## WORK INSTRUCTION
Report every line below that carries the word "Andinos".

## RECORDS FOR THIS TASK

*** Begin section ***

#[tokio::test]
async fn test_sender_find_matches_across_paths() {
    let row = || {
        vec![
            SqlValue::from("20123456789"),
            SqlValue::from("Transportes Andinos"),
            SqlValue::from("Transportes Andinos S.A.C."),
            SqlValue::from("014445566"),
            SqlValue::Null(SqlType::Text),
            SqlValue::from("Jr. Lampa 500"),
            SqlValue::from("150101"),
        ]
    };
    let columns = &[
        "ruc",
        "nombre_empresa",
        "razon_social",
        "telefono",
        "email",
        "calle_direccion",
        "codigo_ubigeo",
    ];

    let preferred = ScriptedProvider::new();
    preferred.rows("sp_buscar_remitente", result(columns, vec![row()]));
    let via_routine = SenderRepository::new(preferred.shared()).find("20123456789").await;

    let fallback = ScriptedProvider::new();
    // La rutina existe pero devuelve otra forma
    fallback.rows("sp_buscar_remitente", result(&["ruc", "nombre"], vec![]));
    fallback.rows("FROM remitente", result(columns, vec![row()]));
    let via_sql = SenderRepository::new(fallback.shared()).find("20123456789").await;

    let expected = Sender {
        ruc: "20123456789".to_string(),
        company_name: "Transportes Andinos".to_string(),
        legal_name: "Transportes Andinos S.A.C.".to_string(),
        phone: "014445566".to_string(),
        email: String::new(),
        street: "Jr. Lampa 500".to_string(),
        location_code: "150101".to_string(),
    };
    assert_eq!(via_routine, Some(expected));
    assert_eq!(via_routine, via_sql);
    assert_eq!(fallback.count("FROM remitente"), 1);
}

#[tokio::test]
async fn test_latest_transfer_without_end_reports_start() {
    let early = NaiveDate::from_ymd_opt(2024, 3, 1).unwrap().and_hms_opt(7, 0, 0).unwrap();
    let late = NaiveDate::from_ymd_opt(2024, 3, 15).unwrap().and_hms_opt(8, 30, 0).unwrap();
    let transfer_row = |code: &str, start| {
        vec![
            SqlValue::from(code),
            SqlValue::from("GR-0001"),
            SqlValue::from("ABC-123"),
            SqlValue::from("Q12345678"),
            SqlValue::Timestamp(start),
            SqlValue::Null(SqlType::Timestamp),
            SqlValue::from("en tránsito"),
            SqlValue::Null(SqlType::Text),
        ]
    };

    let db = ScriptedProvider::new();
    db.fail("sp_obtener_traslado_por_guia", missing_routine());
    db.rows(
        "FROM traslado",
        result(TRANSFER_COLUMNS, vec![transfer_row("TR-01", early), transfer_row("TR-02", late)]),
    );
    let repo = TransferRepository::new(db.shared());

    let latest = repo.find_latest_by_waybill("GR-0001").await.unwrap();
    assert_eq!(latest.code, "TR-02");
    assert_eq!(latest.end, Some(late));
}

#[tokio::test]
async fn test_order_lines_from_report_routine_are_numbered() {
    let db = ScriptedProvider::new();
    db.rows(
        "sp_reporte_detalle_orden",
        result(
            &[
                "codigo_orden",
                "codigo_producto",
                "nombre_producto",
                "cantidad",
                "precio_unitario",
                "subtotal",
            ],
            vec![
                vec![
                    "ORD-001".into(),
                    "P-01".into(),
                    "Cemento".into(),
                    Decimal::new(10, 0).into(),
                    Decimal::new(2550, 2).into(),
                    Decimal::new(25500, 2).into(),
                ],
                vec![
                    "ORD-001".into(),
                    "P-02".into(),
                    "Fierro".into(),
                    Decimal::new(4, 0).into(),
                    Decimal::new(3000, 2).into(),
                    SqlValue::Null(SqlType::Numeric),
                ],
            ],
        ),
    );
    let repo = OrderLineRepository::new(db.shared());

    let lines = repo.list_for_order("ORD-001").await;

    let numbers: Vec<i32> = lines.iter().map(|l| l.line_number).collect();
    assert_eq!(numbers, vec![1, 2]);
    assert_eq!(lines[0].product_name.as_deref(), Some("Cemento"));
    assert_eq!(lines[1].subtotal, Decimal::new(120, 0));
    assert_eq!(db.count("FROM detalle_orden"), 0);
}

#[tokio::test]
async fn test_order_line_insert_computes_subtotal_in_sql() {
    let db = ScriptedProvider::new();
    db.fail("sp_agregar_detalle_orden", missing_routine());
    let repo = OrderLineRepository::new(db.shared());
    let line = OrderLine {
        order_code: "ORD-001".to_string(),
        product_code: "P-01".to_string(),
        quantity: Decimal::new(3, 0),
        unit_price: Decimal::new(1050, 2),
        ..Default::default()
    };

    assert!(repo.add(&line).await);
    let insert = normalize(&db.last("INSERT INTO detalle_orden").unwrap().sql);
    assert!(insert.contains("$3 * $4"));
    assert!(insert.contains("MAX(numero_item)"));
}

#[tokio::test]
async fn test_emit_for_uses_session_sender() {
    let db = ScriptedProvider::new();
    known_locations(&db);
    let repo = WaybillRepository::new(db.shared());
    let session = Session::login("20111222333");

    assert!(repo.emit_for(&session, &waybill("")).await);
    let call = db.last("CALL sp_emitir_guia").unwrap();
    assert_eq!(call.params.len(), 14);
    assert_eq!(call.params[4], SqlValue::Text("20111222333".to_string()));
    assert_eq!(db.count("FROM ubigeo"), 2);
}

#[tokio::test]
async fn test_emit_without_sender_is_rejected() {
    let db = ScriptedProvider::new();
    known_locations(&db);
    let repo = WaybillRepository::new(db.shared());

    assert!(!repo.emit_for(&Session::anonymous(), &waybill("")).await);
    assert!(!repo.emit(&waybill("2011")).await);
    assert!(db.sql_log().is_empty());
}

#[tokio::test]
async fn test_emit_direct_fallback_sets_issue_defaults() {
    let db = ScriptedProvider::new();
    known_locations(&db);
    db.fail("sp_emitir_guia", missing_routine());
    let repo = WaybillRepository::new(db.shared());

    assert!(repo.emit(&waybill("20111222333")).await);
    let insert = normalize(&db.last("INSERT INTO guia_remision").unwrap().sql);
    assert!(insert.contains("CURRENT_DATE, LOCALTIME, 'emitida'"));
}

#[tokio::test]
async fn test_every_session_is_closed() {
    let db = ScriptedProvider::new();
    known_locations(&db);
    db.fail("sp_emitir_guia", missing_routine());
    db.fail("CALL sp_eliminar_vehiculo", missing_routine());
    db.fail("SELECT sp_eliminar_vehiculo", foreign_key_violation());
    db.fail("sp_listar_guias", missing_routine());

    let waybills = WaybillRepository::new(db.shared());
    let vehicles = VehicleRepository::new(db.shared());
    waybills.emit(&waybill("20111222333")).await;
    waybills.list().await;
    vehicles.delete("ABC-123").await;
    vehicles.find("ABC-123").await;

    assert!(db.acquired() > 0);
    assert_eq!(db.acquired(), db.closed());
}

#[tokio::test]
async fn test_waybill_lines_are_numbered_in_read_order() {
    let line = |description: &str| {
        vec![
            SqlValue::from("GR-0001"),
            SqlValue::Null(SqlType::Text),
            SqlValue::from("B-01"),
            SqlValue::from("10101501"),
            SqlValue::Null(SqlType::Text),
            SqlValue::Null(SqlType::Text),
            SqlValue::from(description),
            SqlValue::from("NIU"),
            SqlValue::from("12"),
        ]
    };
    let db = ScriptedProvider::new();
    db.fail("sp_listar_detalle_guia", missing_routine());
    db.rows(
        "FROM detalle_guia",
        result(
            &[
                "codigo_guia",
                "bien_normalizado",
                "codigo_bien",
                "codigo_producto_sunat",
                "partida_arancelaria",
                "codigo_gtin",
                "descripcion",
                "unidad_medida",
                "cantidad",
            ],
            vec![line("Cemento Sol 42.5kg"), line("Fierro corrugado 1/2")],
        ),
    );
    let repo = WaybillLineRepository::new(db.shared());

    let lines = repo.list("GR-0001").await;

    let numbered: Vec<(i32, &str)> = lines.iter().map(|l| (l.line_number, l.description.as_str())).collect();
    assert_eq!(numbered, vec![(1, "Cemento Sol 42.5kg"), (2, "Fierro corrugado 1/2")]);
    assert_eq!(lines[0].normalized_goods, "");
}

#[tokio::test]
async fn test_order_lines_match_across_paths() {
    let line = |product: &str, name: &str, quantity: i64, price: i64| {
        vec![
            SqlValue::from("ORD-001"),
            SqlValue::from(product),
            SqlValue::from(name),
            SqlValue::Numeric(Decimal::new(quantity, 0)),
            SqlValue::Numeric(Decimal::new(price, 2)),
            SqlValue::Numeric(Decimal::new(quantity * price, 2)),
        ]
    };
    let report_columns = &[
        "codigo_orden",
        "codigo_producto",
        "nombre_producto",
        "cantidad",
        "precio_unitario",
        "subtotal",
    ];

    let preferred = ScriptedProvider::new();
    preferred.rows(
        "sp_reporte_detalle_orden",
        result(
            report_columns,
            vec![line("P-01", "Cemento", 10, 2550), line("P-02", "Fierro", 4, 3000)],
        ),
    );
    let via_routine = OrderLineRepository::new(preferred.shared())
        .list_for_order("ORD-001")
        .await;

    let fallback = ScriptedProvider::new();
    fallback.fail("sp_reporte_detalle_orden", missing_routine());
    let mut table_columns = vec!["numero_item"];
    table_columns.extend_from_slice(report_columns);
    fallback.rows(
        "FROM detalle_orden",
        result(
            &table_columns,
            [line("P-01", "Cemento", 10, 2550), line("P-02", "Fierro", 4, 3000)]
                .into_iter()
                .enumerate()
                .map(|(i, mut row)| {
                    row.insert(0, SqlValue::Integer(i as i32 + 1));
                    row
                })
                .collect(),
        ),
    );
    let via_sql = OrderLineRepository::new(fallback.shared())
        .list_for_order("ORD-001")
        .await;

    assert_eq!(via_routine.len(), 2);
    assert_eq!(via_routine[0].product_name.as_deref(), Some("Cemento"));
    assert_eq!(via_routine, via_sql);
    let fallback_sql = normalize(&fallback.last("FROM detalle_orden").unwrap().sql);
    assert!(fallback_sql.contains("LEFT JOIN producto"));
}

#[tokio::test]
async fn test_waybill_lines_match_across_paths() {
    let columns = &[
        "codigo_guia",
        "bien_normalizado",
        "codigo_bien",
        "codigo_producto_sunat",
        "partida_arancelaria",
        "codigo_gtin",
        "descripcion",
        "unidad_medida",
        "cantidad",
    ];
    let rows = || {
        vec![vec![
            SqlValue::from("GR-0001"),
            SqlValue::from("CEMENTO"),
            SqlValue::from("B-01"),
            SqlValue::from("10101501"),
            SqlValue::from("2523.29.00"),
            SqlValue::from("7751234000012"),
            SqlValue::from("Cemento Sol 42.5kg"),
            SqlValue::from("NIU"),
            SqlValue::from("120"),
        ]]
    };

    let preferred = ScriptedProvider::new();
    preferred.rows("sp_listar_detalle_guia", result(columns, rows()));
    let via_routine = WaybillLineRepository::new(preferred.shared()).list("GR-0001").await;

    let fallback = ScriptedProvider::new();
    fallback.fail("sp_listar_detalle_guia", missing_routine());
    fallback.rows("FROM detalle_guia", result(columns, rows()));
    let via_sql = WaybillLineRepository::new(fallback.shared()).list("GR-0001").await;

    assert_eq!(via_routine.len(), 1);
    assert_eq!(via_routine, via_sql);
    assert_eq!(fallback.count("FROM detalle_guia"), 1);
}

*** End section ***

## TASK SOLUTION
            SqlValue::from("Transportes Andinos"),
            SqlValue::from("Transportes Andinos S.A.C."),
        company_name: "Transportes Andinos".to_string(),
        legal_name: "Transportes Andinos S.A.C.".to_string(),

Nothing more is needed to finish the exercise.